I’ve railed about this before. It’s possible for a novel excerpt to work wonderfully. But the two forms are different, and somehow, even an excerpt from an exceptional novel – maybe especially an excerpt from an exceptional novel – just reads off as a story. I’m not about to second-guess Ploughshares, or Pushcart, but for me the rhythm was off. The ending, instead of leaving me with that wonderful “projecting into the future” feeling only left me wondering what I’d missed, or if pages had been left out. That was before I realized it was an excerpt; now I understand.

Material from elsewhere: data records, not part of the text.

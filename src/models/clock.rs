//! Time-of-day helpers.
//!
//! Assignment times travel as `HH:MM` strings (the slot grid labels), but are
//! held as [`NaiveTime`] so comparisons and arithmetic are typed. Stored
//! times are always whole minutes: the wire format has no seconds.

use chrono::{NaiveTime, Timelike};

use crate::validation::{ValidationError, ValidationErrorKind};

const FORMAT: &str = "%H:%M";

/// Parses an `HH:MM` string. Seconds are rejected.
pub fn parse_time(value: &str) -> Result<NaiveTime, ValidationError> {
    NaiveTime::parse_from_str(value.trim(), FORMAT).map_err(|_| {
        ValidationError::new(
            ValidationErrorKind::InvalidTime,
            format!("'{value}' is not a HH:MM time of day"),
        )
    })
}

/// Formats a time as `HH:MM`.
pub fn format_time(time: NaiveTime) -> String {
    time.format(FORMAT).to_string()
}

/// Drops seconds and sub-second precision.
pub fn truncate_to_minute(time: NaiveTime) -> NaiveTime {
    NaiveTime::from_hms_opt(time.hour(), time.minute(), 0).unwrap_or(time)
}

/// Whether `time` survives an `HH:MM` round trip unchanged.
pub fn is_whole_minute(time: NaiveTime) -> bool {
    time.second() == 0 && time.nanosecond() == 0
}

/// `serde(with)` adapter for `HH:MM` times.
pub mod hhmm {
    use chrono::NaiveTime;
    use serde::{de, Deserialize, Deserializer, Serializer};

    pub fn serialize<S: Serializer>(time: &NaiveTime, serializer: S) -> Result<S::Ok, S::Error> {
        serializer.serialize_str(&super::format_time(*time))
    }

    pub fn deserialize<'de, D: Deserializer<'de>>(deserializer: D) -> Result<NaiveTime, D::Error> {
        let raw = String::deserialize(deserializer)?;
        // Older snapshots may carry seconds; they are dropped.
        NaiveTime::parse_from_str(&raw, "%H:%M")
            .or_else(|_| NaiveTime::parse_from_str(&raw, "%H:%M:%S"))
            .map(super::truncate_to_minute)
            .map_err(de::Error::custom)
    }
}

/// `serde(with)` adapter for optional `HH:MM` times.
pub mod hhmm_opt {
    use chrono::NaiveTime;
    use serde::{de, Deserialize, Deserializer, Serializer};

    pub fn serialize<S: Serializer>(
        time: &Option<NaiveTime>,
        serializer: S,
    ) -> Result<S::Ok, S::Error> {
        match time {
            Some(t) => serializer.serialize_some(&super::format_time(*t)),
            None => serializer.serialize_none(),
        }
    }

    pub fn deserialize<'de, D: Deserializer<'de>>(
        deserializer: D,
    ) -> Result<Option<NaiveTime>, D::Error> {
        let raw: Option<String> = Option::deserialize(deserializer)?;
        match raw.as_deref().map(str::trim) {
            None | Some("") => Ok(None),
            Some(s) => NaiveTime::parse_from_str(s, "%H:%M")
                .or_else(|_| NaiveTime::parse_from_str(s, "%H:%M:%S"))
                .map(|t| Some(super::truncate_to_minute(t)))
                .map_err(de::Error::custom),
        }
    }
}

The portrait of the unhappy-in-its-own-way family in years past was, as I said, captivating, if too short to support the grown-up final trip to Bodega Bay with its shocking ending. I idly wonder if the use of that location brings to anyone else the sense of the original Angry Birds ripping Suzanne Pleshette to shreds and leaving her limp and bleeding on the front porch. It’s not an inappropriate allusion, as this family, and brother Kevin in particular, seems to be a nest of angry birds, contained for years by some force that in the final scene begins to fray.
He caved in like that, always giving up what he wanted, because our parents taught him that men should give up things and women should be given things. I remembered that later, the unfairness to both of us, how one person was given power and authority but forced to sacrifice personal desires, while the other person was made powerless but given the right to material things.
While Jane is a great character, I didn’t get enough of her to set the bait, and nowhere near enough to allow me to see past the abrupt ending. I’d love to know the mother better – and the father, who is only reflected in the family as the world is reflected off his coral BMW. I’m going to assume the novel starts from that ending, and covers the past more fully in flashbacks as it moves forward. Just from the few pages here, I’d heartily agree it’s ground worth exploring, as is the impact of those years on the present. And I have every reason, based on these glimmers here, to believe it will be far more satisfying as a novel.